El riesgo país volvió a romper la barrera de los 500 puntos y cerró en 511, el nivel más alto desde fines de mayo. El indicador de JP Morgan venía de 494 y pegó un salto que ya lleva más de 100 puntos desde julio, cuando andaba por los 402.
La suba no es casualidad: los bonos soberanos cayeron fuerte en Buenos Aires y en Wall Street, y en lo que va de agosto el deterioro acumula casi un 19%. El mercado está nervioso y los números no mienten.
¿Qué pasa adentro? El Banco Central viene comprando menos dólares que en julio. Mientras en el mes anterior metía unos 103 millones por día, en agosto el promedio bajó a 28 millones diarios y eso a los inversores no les gusta nada.
A eso se le suma la política. Los operadores ya empiezan a mirar 2027, cuando Javier Milei buscará la reelección, y anticipan más volatilidad y carteras más dolarizadas. Flor de papaya electoral se viene cocinando.
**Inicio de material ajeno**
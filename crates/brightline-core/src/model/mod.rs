// ── Domain model ──

mod device;

pub use device::{DeviceId, DeviceRecord, DeviceView, Snapshot, SyncState, UpdateOrigin};
//! Command dispatch: bridges CLI args -> session operations -> output formatting.

pub mod config_cmd;
pub mod devices;

use std::sync::Arc;

use brightline_core::{BrightnessBackend, SessionConfig};

use crate::cli::{Command, GlobalOpts};
use crate::config::Config;
use crate::error::CliError;

/// Dispatch a backend-bound command to the appropriate handler.
pub async fn dispatch(
    cmd: Command,
    backend: Arc<dyn BrightnessBackend>,
    session_config: SessionConfig,
    cfg: &Config,
    global: &GlobalOpts,
) -> Result<(), CliError> {
    match cmd {
        Command::List => devices::list(backend, session_config, global).await,
        Command::Watch(args) => {
            devices::watch(backend, session_config, cfg, &args, global).await
        }
        Command::Set(args) => devices::set(backend, session_config, &args, global).await,
        Command::Reset(args) => devices::reset(backend, session_config, &args, global).await,
        // Config and Completions are handled before dispatch
        Command::Config(_) | Command::Completions(_) => unreachable!(),
    }
}
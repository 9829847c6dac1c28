pub mod slider;
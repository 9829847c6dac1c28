// ── Device state store ──
//
// Single source of truth for what the UI shows. Owned by exactly one
// session loop, so it needs no interior locking; every mutation completes
// before the next read.

use indexmap::IndexMap;

use crate::error::CoreError;
use crate::model::{DeviceId, DeviceRecord, UpdateOrigin};

/// In-memory device table keyed by id, iterated in snapshot order.
#[derive(Debug, Clone, Default)]
pub struct DeviceStateStore {
    records: IndexMap<DeviceId, DeviceRecord>,
}

impl DeviceStateStore {
    pub fn new() -> Self {
        Self::default()
    }

    /// Swap the whole device set. Devices not in `records` are gone
    /// afterwards; a repeated id keeps its first position and last value.
    pub fn replace_all(&mut self, records: impl IntoIterator<Item = DeviceRecord>) {
        self.records = records
            .into_iter()
            .map(|record| (record.id.clone(), record))
            .collect();
    }

    /// Update one record's brightness and origin tag.
    pub fn set_brightness(
        &mut self,
        id: &DeviceId,
        value: i32,
        origin: UpdateOrigin,
    ) -> Result<(), CoreError> {
        let record = self
            .records
            .get_mut(id)
            .ok_or_else(|| CoreError::not_found(id.as_str()))?;
        record.brightness = value;
        record.last_update_origin = origin;
        Ok(())
    }

    pub fn get(&self, id: &DeviceId) -> Option<&DeviceRecord> {
        self.records.get(id)
    }

    pub fn contains(&self, id: &DeviceId) -> bool {
        self.records.contains_key(id)
    }

    /// All records in snapshot order.
    pub fn list(&self) -> Vec<DeviceRecord> {
        self.records.values().cloned().collect()
    }

    pub fn iter(&self) -> impl Iterator<Item = &DeviceRecord> {
        self.records.values()
    }

    pub fn len(&self) -> usize {
        self.records.len()
    }

    pub fn is_empty(&self) -> bool {
        self.records.is_empty()
    }
}
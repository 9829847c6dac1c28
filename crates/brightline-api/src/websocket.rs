//! WebSocket push channel.
//!
//! Connects to the backend's event socket and forwards every text frame
//! into a [`PushSubscription`]. A connection is used once: when it drops,
//! a terminal [`PushFrame::Disconnected`] is delivered and the forwarding
//! task exits. Reconnecting is the caller's decision; [`Backoff`] gives
//! callers the exponential schedule to do it with.
//!
//! # Example
//!
//! ```rust,ignore
//! use brightline_api::websocket;
//! use url::Url;
//!
//! let url = Url::parse("ws://127.0.0.1:7878/v1/events")?;
//! let mut sub = websocket::connect(&url).await?;
//!
//! while let Some(frame) = sub.recv().await {
//!     println!("{frame:?}");
//! }
//! ```

use std::time::Duration;

use futures_util::{Stream, StreamExt};
use tokio_tungstenite::tungstenite::{self, ClientRequestBuilder};
use tracing::{debug, info, trace};
use url::Url;

use crate::backend::{PUSH_CHANNEL_CAPACITY, PushFrame, PushSender, PushSubscription};
use crate::error::Error;

// ── Connection ───────────────────────────────────────────────────────

/// Open the push socket and spawn the frame forwarder.
///
/// Returns once the upgrade handshake has completed, so no frame sent
/// after this point is lost.
pub async fn connect(url: &Url) -> Result<PushSubscription, Error> {
    info!(url = %url, "connecting push socket");

    let uri: tungstenite::http::Uri = url
        .as_str()
        .parse()
        .map_err(|e: tungstenite::http::uri::InvalidUri| Error::WebSocketConnect(e.to_string()))?;

    let (ws_stream, _response) = tokio_tungstenite::connect_async(ClientRequestBuilder::new(uri))
        .await
        .map_err(|e| Error::WebSocketConnect(e.to_string()))?;

    info!("push socket connected");

    let (tx, subscription) = PushSubscription::channel(PUSH_CHANNEL_CAPACITY);
    tokio::spawn(forward_frames(ws_stream, tx));
    Ok(subscription)
}

/// Pump socket messages into the subscription until either side ends.
async fn forward_frames<S>(mut read: S, tx: PushSender)
where
    S: Stream<Item = Result<tungstenite::Message, tungstenite::Error>> + Unpin,
{
    let reason = loop {
        tokio::select! {
            biased;
            () = tx.closed() => {
                debug!("push subscription released, dropping socket");
                return;
            }
            frame = read.next() => {
                match frame {
                    Some(Ok(tungstenite::Message::Text(text))) => {
                        if !tx.send(PushFrame::Text(text.as_str().to_owned())).await {
                            return;
                        }
                    }
                    Some(Ok(tungstenite::Message::Ping(_))) => {
                        // tungstenite queues the pong itself
                        trace!("push socket ping");
                    }
                    Some(Ok(tungstenite::Message::Close(frame))) => {
                        break match frame {
                            Some(cf) => Error::WebSocketClosed {
                                code: cf.code.into(),
                                reason: cf.reason.as_str().to_owned(),
                            }
                            .to_string(),
                            None => "close frame received".to_owned(),
                        };
                    }
                    Some(Err(e)) => break Error::WebSocketConnect(e.to_string()).to_string(),
                    None => break "stream ended".to_owned(),
                    Some(Ok(_)) => {
                        // Binary, Pong, Frame -- ignore
                    }
                }
            }
        }
    };

    info!(%reason, "push socket disconnected");
    tx.send(PushFrame::Disconnected { reason }).await;
}

// ── Caller-side reconnect policy ─────────────────────────────────────

/// Exponential backoff configuration for re-establishing a session.
#[derive(Debug, Clone, PartialEq, Eq)]
pub struct ReconnectConfig {
    /// Delay before the first reconnection attempt. Default: 1s.
    pub initial_delay: Duration,

    /// Upper bound on backoff delay. Default: 30s.
    pub max_delay: Duration,

    /// Maximum reconnection attempts before giving up.
    /// `None` means retry forever.
    pub max_retries: Option<u32>,
}

impl Default for ReconnectConfig {
    fn default() -> Self {
        Self {
            initial_delay: Duration::from_secs(1),
            max_delay: Duration::from_secs(30),
            max_retries: None,
        }
    }
}

/// Attempt counter over a [`ReconnectConfig`].
#[derive(Debug, Clone)]
pub struct Backoff {
    config: ReconnectConfig,
    attempt: u32,
}

impl Backoff {
    pub fn new(config: ReconnectConfig) -> Self {
        Self { config, attempt: 0 }
    }

    /// Delay before the next attempt, or `None` once retries are exhausted.
    pub fn next_delay(&mut self) -> Option<Duration> {
        if let Some(max) = self.config.max_retries {
            if self.attempt >= max {
                return None;
            }
        }
        let delay = calculate_backoff(self.attempt, &self.config);
        self.attempt = self.attempt.saturating_add(1);
        Some(delay)
    }

    /// Call after a connection delivered at least one snapshot.
    pub fn reset(&mut self) {
        self.attempt = 0;
    }

    pub fn attempt(&self) -> u32 {
        self.attempt
    }
}

/// Exponential backoff with jitter.
///
/// `delay = min(initial * 2^attempt, max) + jitter`
///
/// Jitter is +-25%, derived from the attempt number.
pub fn calculate_backoff(attempt: u32, config: &ReconnectConfig) -> Duration {
    let exponent = i32::try_from(attempt).unwrap_or(i32::MAX);
    let base = config.initial_delay.as_secs_f64() * 2.0_f64.powi(exponent);
    let capped = base.min(config.max_delay.as_secs_f64());

    let jitter_factor = 1.0 + 0.25 * (f64::from(attempt) * 7.3).sin();
    let with_jitter = (capped * jitter_factor).max(0.0);

    Duration::from_secs_f64(with_jitter)
}

// ── Tests ────────────────────────────────────────────────────────────

#[cfg(test)]
#[allow(clippy::unwrap_used)]
mod tests {
    use futures_util::stream;
    use tokio_tungstenite::tungstenite::Message;
    use tokio_tungstenite::tungstenite::protocol::CloseFrame;
    use tokio_tungstenite::tungstenite::protocol::frame::coding::CloseCode;

    use super::*;

    #[test]
    fn default_reconnect_config() {
        let config = ReconnectConfig::default();
        assert_eq!(config.initial_delay, Duration::from_secs(1));
        assert_eq!(config.max_delay, Duration::from_secs(30));
        assert!(config.max_retries.is_none());
    }

    #[test]
    fn backoff_increases_exponentially() {
        let config = ReconnectConfig::default();

        let d0 = calculate_backoff(0, &config);
        let d1 = calculate_backoff(1, &config);
        let d2 = calculate_backoff(2, &config);

        assert!(d1 > d0, "d1 ({d1:?}) should be greater than d0 ({d0:?})");
        assert!(d2 > d1, "d2 ({d2:?}) should be greater than d1 ({d1:?})");
    }

    #[test]
    fn backoff_caps_at_max_delay() {
        let config = ReconnectConfig {
            initial_delay: Duration::from_secs(1),
            max_delay: Duration::from_secs(10),
            max_retries: None,
        };

        let d10 = calculate_backoff(10, &config);
        assert!(
            d10 <= Duration::from_secs(13),
            "delay at attempt 10 ({d10:?}) should be capped near max_delay"
        );
    }

    #[test]
    fn backoff_gives_up_after_max_retries() {
        let mut backoff = Backoff::new(ReconnectConfig {
            max_retries: Some(2),
            ..ReconnectConfig::default()
        });
        assert!(backoff.next_delay().is_some());
        assert!(backoff.next_delay().is_some());
        assert!(backoff.next_delay().is_none());

        backoff.reset();
        assert_eq!(backoff.attempt(), 0);
        assert!(backoff.next_delay().is_some());
    }

    #[tokio::test]
    async fn forwards_text_then_reports_close() {
        let frames = stream::iter(vec![
            Ok(Message::Text("[]".into())),
            Ok(Message::Ping(Vec::new().into())),
            Ok(Message::Close(Some(CloseFrame {
                code: CloseCode::Away,
                reason: "backend restarting".into(),
            }))),
        ]);
        let (tx, mut sub) = PushSubscription::channel(8);

        forward_frames(frames, tx).await;

        assert_eq!(sub.recv().await, Some(PushFrame::Text("[]".into())));
        match sub.recv().await {
            Some(PushFrame::Disconnected { reason }) => {
                assert!(reason.contains("1001"), "{reason}");
                assert!(reason.contains("backend restarting"), "{reason}");
            }
            other => panic!("expected Disconnected, got {other:?}"),
        }
    }

    #[tokio::test]
    async fn stream_end_is_a_disconnect() {
        let frames = stream::iter(Vec::<Result<Message, tungstenite::Error>>::new());
        let (tx, mut sub) = PushSubscription::channel(1);

        forward_frames(frames, tx).await;

        assert_eq!(
            sub.recv().await,
            Some(PushFrame::Disconnected {
                reason: "stream ended".into()
            })
        );
    }

    #[tokio::test]
    async fn released_subscription_stops_forwarding() {
        let frames = stream::pending::<Result<Message, tungstenite::Error>>();
        let (tx, mut sub) = PushSubscription::channel(1);
        sub.close();

        // Returns instead of waiting on the pending socket.
        tokio::time::timeout(Duration::from_secs(1), forward_frames(frames, tx))
            .await
            .unwrap();
    }
}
Afuera tampoco ayudan: los bonos del Tesoro de Estados Unidos rinden más, las tensiones geopolíticas siguen y los activos emergentes pierden atractivo. Todo empuja para arriba.
Martín Genero, analista financiero, dijo que parte de la baja de bonos puede ser una toma de ganancias después de la suba reciente y no descartó que el riesgo país se acerque a los 600 sin que eso cambie los fundamentos. Otros creen que el mercado no duda de la capacidad de pago, pero sí pide más prima por las reservas flacas, los vencimientos en dólares y el calendario electoral.
Lo concreto es que la meta de llegar a 300 puntos para volver al mercado de deuda queda cada vez más lejos. Cuanto más alto es el número, más caro sale endeudarse afuera para el país y las empresas.
¿Y a vos qué te cambia? Que si el riesgo país sigue subiendo, el crédito se encarece, el dólar puede moverse y el bolsillo siente el golpe. ¿Alguien dijo que la plata iba a sobrar?